"I've done the most awful rubbish in order to have
somewhere to go in the morning."
Richard Burton
The first time I saw Richard Burton in a movie was probably when I watched "Demetrius and the Gladiators" on television in 1961. He's actually not in that one, except for a brief flashback clip of the scene at the end of "The Robe", where the mad emperor Caligula (Jay Robinson) sends Burton and fellow martyr Jean Simmons off to be executed.
The first time I saw Burton on a big screen was in "The Longest Day", Darryl Zanuck's epic recreation of D-Day, in which he plays a downed aviator whose wounds have been stitched together with safety pins.
After that, he seemed to turn up a lot, sometimes in good movies, sometimes in great ones, and sometimes in junk where the main point of interest is wondering how much the actor was drinking during the shoot. Here are a few of the better ones:
"The Robe" (1953/Henry Koster)
Burton's a Roman soldier who ends up with the robe Christ wore to the Crucifixion. The first movie in CinemaScope.
"The Longest Day" (1962/Ken Annakin, Andrew Marton, Bernhard Wicki)
Burton's sardonic fatalism stands out in a movie loaded with star cameos.
"Becket" (1964/Peter Glenville)
Burton and Peter O'Toole face off as Thomas à Becket and Henry II.
"The Night of the Iguana" (1964/John Huston)
Burton's a defrocked priest on the skids in Mexico, in the company of Ava Gardner, Sue Lyon and Deborah Kerr.
"The Spy Who Came In From the Cold" (1965/Martin Ritt)
Cold War cloak-and-dagger work, from a novel by John le Carré. The anti-james Bond.
"Who's Afraid of Virginia Woolf" (1966/Mike Nichols)
"The Taming of the Shrew" (1967/Franco Zefirelli)
Mr. & Mrs. Burton in an Edward Albee psychodrama and a Shakespeare comedy.
"Where Eagles Dare" (1968/Brian G. Hutton)
Burton, Clint Eastwood and a million rounds of ammo. A great guilty pleasure.
"Anne of the Thousand Days" (1969/Charles Jarrott)
Genevieve Bujold plays Anne Boleyn. Burton plays Henry VIII.
"Villain" (1971/Michael Tuchner)
Burton plays a vicious gangster in a movie Guy Ritchie must've watched once or twice.
"1984" (1984/Michael Radford)
Burton persuades John Hurt to love Big Brother.
As a young stage actor, Burton's intensity and charisma, along with a magnificent voice, earned him comparisons to Gielgud and Olivier. On screen, he didn't always bother to scale it back, but he could be devastating when he did.
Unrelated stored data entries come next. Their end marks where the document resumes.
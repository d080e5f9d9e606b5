//! Thread-safe rule registry with priorities, freeze and audit trail
//!
//! # Registration semantics
//!
//! - Registering under an existing name fails unless the caller passes
//!   `override_existing` or the environment policy allows overrides
//!   (development/testing default to allowed, production to forbidden).
//! - Rules registered `immutable` can never be rebound, and unregistering
//!   them requires `force`.
//! - A frozen registry refuses to rebind *existing* names; brand-new
//!   registrations stay allowed. Freezing twice is a no-op; unfreezing in
//!   production requires `force`.
//! - Every mutation (including failed ones) lands in a bounded audit trail
//!   with best-effort caller attribution.
//!
//! # Evaluation semantics
//!
//! - Connection rules run in descending priority order; the first denial
//!   stops evaluation (fail-closed).
//! - Transform rules run in ascending priority order and their maps are
//!   merged, so higher-priority fields override lower ones.
//!
//! # Concurrency
//!
//! The registry is read-mostly. All access goes through a single
//! `parking_lot::RwLock`; public methods lock exactly once and never call
//! back into other public methods while holding the guard.
//!
//! # Examples
//!
//! ```rust
//! use diaflow_core::rules::{RuleRegistry, RuleKey, RuleCategory, RulePriority,
//!                           ConnectionRule, Environment, RegisterOptions};
//! use diaflow_core::domain::NodeType;
//! use std::sync::Arc;
//!
//! struct DenyAll;
//! impl ConnectionRule for DenyAll {
//!     fn can_connect(&self, _: NodeType, _: NodeType) -> bool { false }
//! }
//!
//! let registry = RuleRegistry::new(Environment::Testing);
//! let key = RuleKey::new("deny_all", RuleCategory::Connection)
//!     .with_priority(RulePriority::Critical);
//! registry
//!     .register_connection_rule(key, Arc::new(DenyAll), RegisterOptions::default())
//!     .unwrap();
//!
//! assert!(!registry.can_connect(NodeType::Start, NodeType::CodeJob));
//! ```

use crate::domain::NodeType;
use crate::error::{DiagramError, Result};
use crate::nodes::ExecutableNode;
use chrono::{DateTime, Utc};
use parking_lot::RwLock;
use std::collections::{HashMap, HashSet};
use std::panic::Location;
use std::sync::{Arc, OnceLock};
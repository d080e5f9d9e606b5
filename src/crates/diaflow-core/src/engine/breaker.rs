//! Per-node-type circuit breaker.
//!
//! When the failure rate for a node type exceeds the configured
//! threshold within the sampling window, dispatches of that type are
//! skipped with `circuit_open` until the cool-down elapses.

use crate::domain::NodeType;
use parking_lot::Mutex;
use std::collections::HashMap;
use std::time::{Duration, Instant};

/// Breaker tuning.
#[derive(Debug, Clone)]
pub struct BreakerConfig {
    /// Minimum observed failures before the breaker can open
    pub min_failures: usize,
    /// Failure-rate threshold in [0, 1] over the window
    pub failure_rate: f64,
    /// Sampling window
    pub window: Duration,
    /// How long the circuit stays open once tripped
    pub cooldown: Duration,
}

impl Default for BreakerConfig {
    fn default() -> Self {
        Self {
            min_failures: 5,
            failure_rate: 0.5,
            window: Duration::from_secs(60),
            cooldown: Duration::from_secs(30),
        }
    }
}

struct TypeState {
    outcomes: Vec<(Instant, bool)>, // (when, success)
    open_until: Option<Instant>,
}

/// Tracks handler outcomes per node type.
pub struct CircuitBreaker {
    config: BreakerConfig,
    state: Mutex<HashMap<NodeType, TypeState>>,
}

impl CircuitBreaker {
    pub fn new(config: BreakerConfig) -> Self {
        Self {
            config,
            state: Mutex::new(HashMap::new()),
        }
    }

    /// Whether dispatches of this type are currently blocked.
    pub fn is_open(&self, node_type: NodeType) -> bool {
        let mut state = self.state.lock();
        let Some(entry) = state.get_mut(&node_type) else {
            return false;
        };
        match entry.open_until {
            Some(until) if Instant::now() < until => true,
            Some(_) => {
                // Cool-down elapsed: half-open, allow traffic again.
                entry.open_until = None;
                entry.outcomes.clear();
                false
            }
            None => false,
        }
    }

    pub fn record_success(&self, node_type: NodeType) {
        self.record(node_type, true);
    }

    pub fn record_failure(&self, node_type: NodeType) {
        self.record(node_type, false);
    }

    fn record(&self, node_type: NodeType, success: bool) {
        let now = Instant::now();
        let mut state = self.state.lock();
        let entry = state.entry(node_type).or_insert_with(|| TypeState {
            outcomes: Vec::new(),
            open_until: None,
        });
        entry.outcomes.push((now, success));
        entry
            .outcomes
            .retain(|(when, _)| now.duration_since(*when) <= self.config.window);

        let failures = entry.outcomes.iter().filter(|(_, ok)| !ok).count();
        let total = entry.outcomes.len();
        if failures >= self.config.min_failures
            && (failures as f64) / (total as f64) >= self.config.failure_rate
        {
            tracing::warn!(%node_type, failures, total, "circuit opened");
            entry.open_until = Some(now + self.config.cooldown);
        }
    }
}
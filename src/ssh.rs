pub mod client;
pub mod target;
pub mod terminal;
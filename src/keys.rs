use std::fmt;
use std::fs;
use std::path::Path;

use tracing::debug;

use crate::aws::s3;
use crate::config::KeySource;
use crate::errors::RoostError;
use crate::ssh::target::ConnectionTarget;

/// Private key text, held in memory for one connection attempt.
#[derive(Clone)]
pub struct KeyMaterial {
    pub data: String,
}

impl fmt::Debug for KeyMaterial {
    fn fmt(&self, f: &mut fmt::Formatter<'_>) -> fmt::Result {
        f.write_str("KeyMaterial(..)")
    }
}

pub async fn load(
    source: &KeySource,
    target: &ConnectionTarget,
    sdk_config: &aws_config::SdkConfig,
) -> Result<KeyMaterial, RoostError> {
    let data = match source {
        KeySource::Dir(dir) => {
            let key_name = target
                .key_name
                .as_deref()
                .ok_or_else(|| RoostError::KeyPairMissing(target.instance_id.clone()))?;
            read_key_file(dir, key_name)?
        }
        KeySource::Bucket { bucket, object } => s3::fetch_key(sdk_config, bucket, object).await?,
    };

    Ok(KeyMaterial { data })
}

/// Amazon hands keys out with a .pem extension, so a bare key-pair name
/// gets a second look with the suffix appended.
fn read_key_file(dir: &Path, key_name: &str) -> Result<String, RoostError> {
    let exact = dir.join(key_name);
    let suffixed = dir.join(format!("{key_name}.pem"));

    let path = [exact, suffixed.clone()]
        .into_iter()
        .find(|p| p.is_file())
        .ok_or_else(|| RoostError::KeyNotFound(suffixed.display().to_string()))?;

    debug!(path = %path.display(), "reading key file");
    fs::read_to_string(&path).map_err(RoostError::from)
}
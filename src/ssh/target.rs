use crate::aws::ec2::InstanceRecord;
use crate::config::ConnectConfig;
use crate::errors::RoostError;

/// Everything needed to open the session, read off one chosen instance.
#[derive(Debug, Clone, PartialEq)]
pub struct ConnectionTarget {
    pub instance_id: String,
    pub host: String,
    pub port: u16,
    pub user: String,
    pub key_name: Option<String>,
}

impl ConnectionTarget {
    /// The login user and port ride on the instance as tags. The config
    /// names which tags to read, the instance supplies the values.
    pub fn resolve(
        instance: &InstanceRecord,
        config: &ConnectConfig,
    ) -> Result<Self, RoostError> {
        let user = required_tag(instance, &config.tag_ssh_user)?;
        let port_text = required_tag(instance, &config.tag_ssh_port)?;
        let port = match port_text.parse::<u16>() {
            Ok(p) if p != 0 => p,
            _ => {
                return Err(RoostError::PortInvalid {
                    tag: config.tag_ssh_port.clone(),
                    value: port_text,
                });
            }
        };
        let host = instance
            .address(config.using_vpn)
            .ok_or_else(|| RoostError::AddressMissing {
                instance: instance.id.clone(),
                kind: if config.using_vpn { "private" } else { "public" },
            })?
            .to_string();

        Ok(ConnectionTarget {
            instance_id: instance.id.clone(),
            host,
            port,
            user,
            key_name: instance.key_name.clone(),
        })
    }
}

fn required_tag(instance: &InstanceRecord, tag: &str) -> Result<String, RoostError> {
    instance
        .tag(tag)
        .map(str::to_string)
        .ok_or_else(|| RoostError::TagNotFound {
            tag: tag.to_string(),
            instance: instance.id.clone(),
        })
}

#[cfg(test)]
mod tests {
    use std::collections::HashMap;
    use std::path::PathBuf;

    use super::*;
    use crate::config::KeySource;

    fn config(using_vpn: bool) -> ConnectConfig {
        ConnectConfig {
            aws_access_key_id: "AKIAEXAMPLE".to_string(),
            aws_secret_access_key: "wJalrXUtnFEMI".to_string(),
            tag_ssh_user: "team".to_string(),
            tag_ssh_port: "sshport".to_string(),
            using_vpn,
            region: None,
            key_source: KeySource::Dir(PathBuf::from("/keys")),
        }
    }

    fn instance(tags: &[(&str, &str)], public_ip: Option<&str>) -> InstanceRecord {
        InstanceRecord {
            id: "i-0abc".to_string(),
            public_ip: public_ip.map(str::to_string),
            private_ip: Some("10.0.0.7".to_string()),
            state: "running".to_string(),
            key_name: Some("bastion".to_string()),
            tags: tags
                .iter()
                .map(|(k, v)| (k.to_string(), v.to_string()))
                .collect::<HashMap<_, _>>(),
        }
    }

    #[test]
    fn test_resolves_from_tags() {
        let instance = instance(&[("team", "ops"), ("sshport", "2222")], Some("203.0.113.7"));
        let target = ConnectionTarget::resolve(&instance, &config(false)).unwrap();
        assert_eq!(target.instance_id, "i-0abc");
        assert_eq!(target.host, "203.0.113.7");
        assert_eq!(target.port, 2222);
        assert_eq!(target.user, "ops");
        assert_eq!(target.key_name, Some("bastion".to_string()));
    }

    #[test]
    fn test_missing_user_tag() {
        let instance = instance(&[("sshport", "22")], Some("203.0.113.7"));
        let err = ConnectionTarget::resolve(&instance, &config(false)).unwrap_err();
        assert_eq!(
            err,
            RoostError::TagNotFound {
                tag: "team".to_string(),
                instance: "i-0abc".to_string(),
            }
        );
    }

    #[test]
    fn test_missing_port_tag() {
        let instance = instance(&[("team", "ops")], Some("203.0.113.7"));
        let err = ConnectionTarget::resolve(&instance, &config(false)).unwrap_err();
        assert_eq!(
            err,
            RoostError::TagNotFound {
                tag: "sshport".to_string(),
                instance: "i-0abc".to_string(),
            }
        );
    }

    #[test]
    fn test_non_numeric_port() {
        let instance = instance(&[("team", "ops"), ("sshport", "twenty")], Some("203.0.113.7"));
        let err = ConnectionTarget::resolve(&instance, &config(false)).unwrap_err();
        assert_eq!(
            err,
            RoostError::PortInvalid {
                tag: "sshport".to_string(),
                value: "twenty".to_string(),
            }
        );
    }

    #[test]
    fn test_port_zero_rejected() {
        let instance = instance(&[("team", "ops"), ("sshport", "0")], Some("203.0.113.7"));
        let err = ConnectionTarget::resolve(&instance, &config(false)).unwrap_err();
        assert_eq!(
            err,
            RoostError::PortInvalid {
                tag: "sshport".to_string(),
                value: "0".to_string(),
            }
        );
    }

    #[test]
    fn test_vpn_prefers_private_address() {
        let instance = instance(&[("team", "ops"), ("sshport", "22")], Some("203.0.113.7"));
        let target = ConnectionTarget::resolve(&instance, &config(true)).unwrap();
        assert_eq!(target.host, "10.0.0.7");
    }

    #[test]
    fn test_no_public_address_off_vpn() {
        let instance = instance(&[("team", "ops"), ("sshport", "22")], None);
        let err = ConnectionTarget::resolve(&instance, &config(false)).unwrap_err();
        assert_eq!(
            err,
            RoostError::AddressMissing {
                instance: "i-0abc".to_string(),
                kind: "public",
            }
        );
    }
}
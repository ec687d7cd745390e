use aws_sdk_s3::Client;
use aws_sdk_s3::error::{ProvideErrorMetadata, SdkError};
use aws_sdk_s3::operation::get_object::GetObjectError;
use tracing::debug;

use crate::errors::{RoostError, error_chain};

const MISSING_CODES: [&str; 3] = ["NoSuchKey", "NoSuchBucket", "NotFound"];
const AUTH_FAILURE_CODES: [&str; 4] = [
    "InvalidAccessKeyId",
    "SignatureDoesNotMatch",
    "AccessDenied",
    "ExpiredToken",
];

/// One GetObject call for the private key. The body never touches disk.
pub async fn fetch_key(
    sdk_config: &aws_config::SdkConfig,
    bucket: &str,
    object: &str,
) -> Result<String, RoostError> {
    let client = Client::new(sdk_config);
    debug!(bucket, object, "fetching key object");

    let response = client
        .get_object()
        .bucket(bucket)
        .key(object)
        .send()
        .await
        .map_err(|err| fetch_error(err, bucket, object))?;

    let body = response
        .body
        .collect()
        .await
        .map_err(|err| RoostError::KeyFetchFailed(err.to_string()))?;

    String::from_utf8(body.into_bytes().to_vec())
        .map_err(|_| RoostError::KeyInvalid(format!("s3://{bucket}/{object} is not a text key")))
}

fn fetch_error(err: SdkError<GetObjectError>, bucket: &str, object: &str) -> RoostError {
    let code = err.code().map(str::to_string);
    match code.as_deref() {
        Some(code) if MISSING_CODES.contains(&code) => {
            RoostError::KeyNotFound(format!("s3://{bucket}/{object}"))
        }
        Some(code) if AUTH_FAILURE_CODES.contains(&code) => {
            let text = match err.message() {
                Some(message) => format!("{code}: {message}"),
                None => code.to_string(),
            };
            RoostError::CredentialsInvalid(text)
        }
        _ => RoostError::KeyFetchFailed(error_chain(&err)),
    }
}
use std::fmt;
use std::path::PathBuf;

/// Everything that can go wrong in one run. External failures are folded
/// into these variants at the call site that produced them, so the rest of
/// the code only ever sees this taxonomy.
#[derive(Debug, PartialEq)]
pub enum RoostError {
    MalformedFilter(String),
    NoInstanceFound(String),
    InvalidSelection { given: String, max: usize },
    CredentialsInvalid(String),
    InventoryQueryFailed(String),
    KeySourceConflict,
    KeySourceMissing,
    KeyNotFound(String),
    KeyPairMissing(String),
    KeyFetchFailed(String),
    KeyInvalid(String),
    TagNotFound { tag: String, instance: String },
    PortInvalid { tag: String, value: String },
    AddressMissing { instance: String, kind: &'static str },
    ConnectionFailed(String),
    ConfigFileNotFound(PathBuf),
    ConfigSectionNotFound { section: String, path: PathBuf },
    ConfigKeyMissing { key: String, path: PathBuf },
    ConfigInvalid(String),
    Io(String),
}

impl fmt::Display for RoostError {
    fn fmt(&self, f: &mut fmt::Formatter<'_>) -> fmt::Result {
        match self {
            RoostError::MalformedFilter(raw) => {
                write!(f, "invalid tag filter '{raw}': must be name=value or a bare tag name")
            }
            RoostError::NoInstanceFound(filters) => {
                write!(f, "no running instance matched {filters}")
            }
            RoostError::InvalidSelection { given, max } => {
                write!(f, "invalid selection '{given}': choose a number between 0 and {max}")
            }
            RoostError::CredentialsInvalid(msg) => write!(f, "credentials rejected: {msg}"),
            RoostError::InventoryQueryFailed(msg) => write!(f, "instance query failed: {msg}"),
            RoostError::KeySourceConflict => write!(
                f,
                "config sets both key_path and s3_key_bucket/s3_key_name; configure exactly one key source"
            ),
            RoostError::KeySourceMissing => write!(
                f,
                "config sets neither key_path nor s3_key_bucket/s3_key_name; configure exactly one key source"
            ),
            RoostError::KeyNotFound(name) => write!(f, "key {name} not found"),
            RoostError::KeyPairMissing(instance) => {
                write!(f, "instance {instance} has no key pair name")
            }
            RoostError::KeyFetchFailed(msg) => write!(f, "key fetch failed: {msg}"),
            RoostError::KeyInvalid(msg) => write!(f, "unusable private key: {msg}"),
            RoostError::TagNotFound { tag, instance } => {
                write!(f, "tag {tag} not found for instance {instance}")
            }
            RoostError::PortInvalid { tag, value } => {
                write!(f, "tag {tag} holds '{value}', which is not a port number")
            }
            RoostError::AddressMissing { instance, kind } => {
                write!(f, "instance {instance} has no {kind} address")
            }
            RoostError::ConnectionFailed(msg) => write!(f, "connection failed: {msg}"),
            RoostError::ConfigFileNotFound(path) => {
                write!(f, "{} config file not found", path.display())
            }
            RoostError::ConfigSectionNotFound { section, path } => {
                write!(f, "section {section} not found in config file {}", path.display())
            }
            RoostError::ConfigKeyMissing { key, path } => {
                write!(f, "{key} not found in {}", path.display())
            }
            RoostError::ConfigInvalid(msg) => write!(f, "could not parse config file: {msg}"),
            RoostError::Io(msg) => write!(f, "i/o error: {msg}"),
        }
    }
}

impl std::error::Error for RoostError {}

impl From<std::io::Error> for RoostError {
    fn from(err: std::io::Error) -> Self {
        RoostError::Io(err.to_string())
    }
}

impl From<figment::Error> for RoostError {
    fn from(err: figment::Error) -> Self {
        RoostError::ConfigInvalid(err.to_string())
    }
}

impl From<russh::Error> for RoostError {
    fn from(err: russh::Error) -> Self {
        RoostError::ConnectionFailed(error_chain(&err))
    }
}

impl From<russh::keys::Error> for RoostError {
    fn from(err: russh::keys::Error) -> Self {
        RoostError::KeyInvalid(err.to_string())
    }
}

/// Render an error with its source chain, `outer: cause: cause`. The SDK
/// buries connection details two levels deep.
pub(crate) fn error_chain(err: &dyn std::error::Error) -> String {
    let mut text = err.to_string();
    let mut source = err.source();
    while let Some(cause) = source {
        text.push_str(": ");
        text.push_str(&cause.to_string());
        source = cause.source();
    }
    text
}
use std::fmt;
use std::path::{Path, PathBuf};

use figment::{
    Figment, Profile, Provider,
    providers::{Env, Format, Toml},
};
use serde::{self, Deserialize};

use crate::errors::RoostError;

pub const DEFAULT_SECTION: &str = "roost";

const ENV_PREFIX: &str = "ROOST_";

/// Where the private key lives. Exactly one of these survives validation.
#[derive(Debug, Clone, PartialEq)]
pub enum KeySource {
    Dir(PathBuf),
    Bucket { bucket: String, object: String },
}

/// What the file actually holds, before validation. Everything is optional
/// here so a missing key can be reported by name instead of as a bulk
/// deserialization failure.
#[derive(Debug, Clone, Deserialize)]
struct RawConfig {
    aws_access_key_id: Option<String>,
    aws_secret_access_key: Option<String>,
    tag_ssh_user: Option<String>,
    tag_ssh_port: Option<String>,
    key_path: Option<String>,
    s3_key_bucket: Option<String>,
    s3_key_name: Option<String>,
    using_vpn: Option<bool>,
    region: Option<String>,
}

#[derive(Debug, Clone)]
pub struct ConnectConfig {
    pub aws_access_key_id: String,
    pub aws_secret_access_key: String,
    pub tag_ssh_user: String,
    pub tag_ssh_port: String,
    pub using_vpn: bool,
    pub region: Option<String>,
    pub key_source: KeySource,
}

impl fmt::Display for ConnectConfig {
    fn fmt(&self, f: &mut fmt::Formatter) -> fmt::Result {
        let key_source = match &self.key_source {
            KeySource::Dir(dir) => format!("dir {}", dir.display()),
            KeySource::Bucket { bucket, object } => format!("s3://{bucket}/{object}"),
        };
        write!(
            f,
            "CONFIG ]---------------------------\n\
             Access Key:   {}..\n\
             User Tag:     {}\n\
             Port Tag:     {}\n\
             Key Source:   {}\n\
             Using VPN:    {}\n\
             Region:       {}",
            redact(&self.aws_access_key_id),
            self.tag_ssh_user,
            self.tag_ssh_port,
            key_source,
            self.using_vpn,
            self.region.as_deref().unwrap_or("default chain"),
        )
    }
}

fn redact(value: &str) -> &str {
    let cut = value
        .char_indices()
        .nth(4)
        .map(|(at, _)| at)
        .unwrap_or(value.len());
    &value[..cut]
}

impl ConnectConfig {
    /// Load and validate one section of a TOML config file. Values from
    /// `ROOST_`-prefixed environment variables override the file.
    pub fn read(path: &Path, section: &str) -> Result<Self, RoostError> {
        if !path.is_file() {
            return Err(RoostError::ConfigFileNotFound(path.to_path_buf()));
        }
        check_section(path, section)?;

        let raw: RawConfig = Figment::new()
            .merge(Toml::file(path).nested())
            .merge(Env::prefixed(ENV_PREFIX).global())
            .select(section)
            .extract()?;

        let key_source = key_source(
            non_empty(raw.key_path),
            non_empty(raw.s3_key_bucket),
            non_empty(raw.s3_key_name),
            path,
        )?;

        Ok(ConnectConfig {
            aws_access_key_id: require(raw.aws_access_key_id, "aws_access_key_id", path)?,
            aws_secret_access_key: require(
                raw.aws_secret_access_key,
                "aws_secret_access_key",
                path,
            )?,
            tag_ssh_user: require(raw.tag_ssh_user, "tag_ssh_user", path)?,
            tag_ssh_port: require(raw.tag_ssh_port, "tag_ssh_port", path)?,
            using_vpn: raw.using_vpn.ok_or_else(|| missing("using_vpn", path))?,
            region: non_empty(raw.region),
            key_source,
        })
    }
}

/// A section that does not exist and a section that exists with keys missing
/// are different complaints. Look at the raw TOML tables to tell them apart.
fn check_section(path: &Path, section: &str) -> Result<(), RoostError> {
    let tables = Toml::file(path).data()?;
    let found = tables
        .get(&Profile::Default)
        .map(|dict| dict.contains_key(section))
        .unwrap_or(false);
    if found {
        Ok(())
    } else {
        Err(RoostError::ConfigSectionNotFound {
            section: section.to_string(),
            path: path.to_path_buf(),
        })
    }
}

fn key_source(
    key_path: Option<String>,
    bucket: Option<String>,
    object: Option<String>,
    path: &Path,
) -> Result<KeySource, RoostError> {
    match (key_path, bucket, object) {
        (Some(_), Some(_), _) | (Some(_), _, Some(_)) => Err(RoostError::KeySourceConflict),
        (None, None, None) => Err(RoostError::KeySourceMissing),
        (None, Some(_), None) => Err(missing("s3_key_name", path)),
        (None, None, Some(_)) => Err(missing("s3_key_bucket", path)),
        (Some(dir), None, None) => Ok(KeySource::Dir(expand_home(&dir))),
        (None, Some(bucket), Some(object)) => Ok(KeySource::Bucket { bucket, object }),
    }
}

fn require(value: Option<String>, key: &str, path: &Path) -> Result<String, RoostError> {
    non_empty(value).ok_or_else(|| missing(key, path))
}

fn missing(key: &str, path: &Path) -> RoostError {
    RoostError::ConfigKeyMissing {
        key: key.to_string(),
        path: path.to_path_buf(),
    }
}

/// Empty strings count as absent, so a blanked-out key reads as missing
/// rather than as a value.
fn non_empty(value: Option<String>) -> Option<String> {
    value.filter(|v| !v.trim().is_empty())
}

fn expand_home(raw: &str) -> PathBuf {
    if raw == "~" {
        if let Some(home) = dirs::home_dir() {
            return home;
        }
    }
    if let Some(rest) = raw.strip_prefix("~/") {
        if let Some(home) = dirs::home_dir() {
            return home.join(rest);
        }
    }
    PathBuf::from(raw)
}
He was famously married to Elizabeth Taylor (twice), and for a time was probably known as much for that and an extravagant lifestyle as he was for his film and theater work.
The years and a lifelong affection for alcohol caught up with him eventually, and in some of his later films, he looks ravaged. Yet even then, his haunted presence makes you want to watch. And he has that voice.
Burton died from a cerebral hemorrhage on August 5, 1984. He was 58.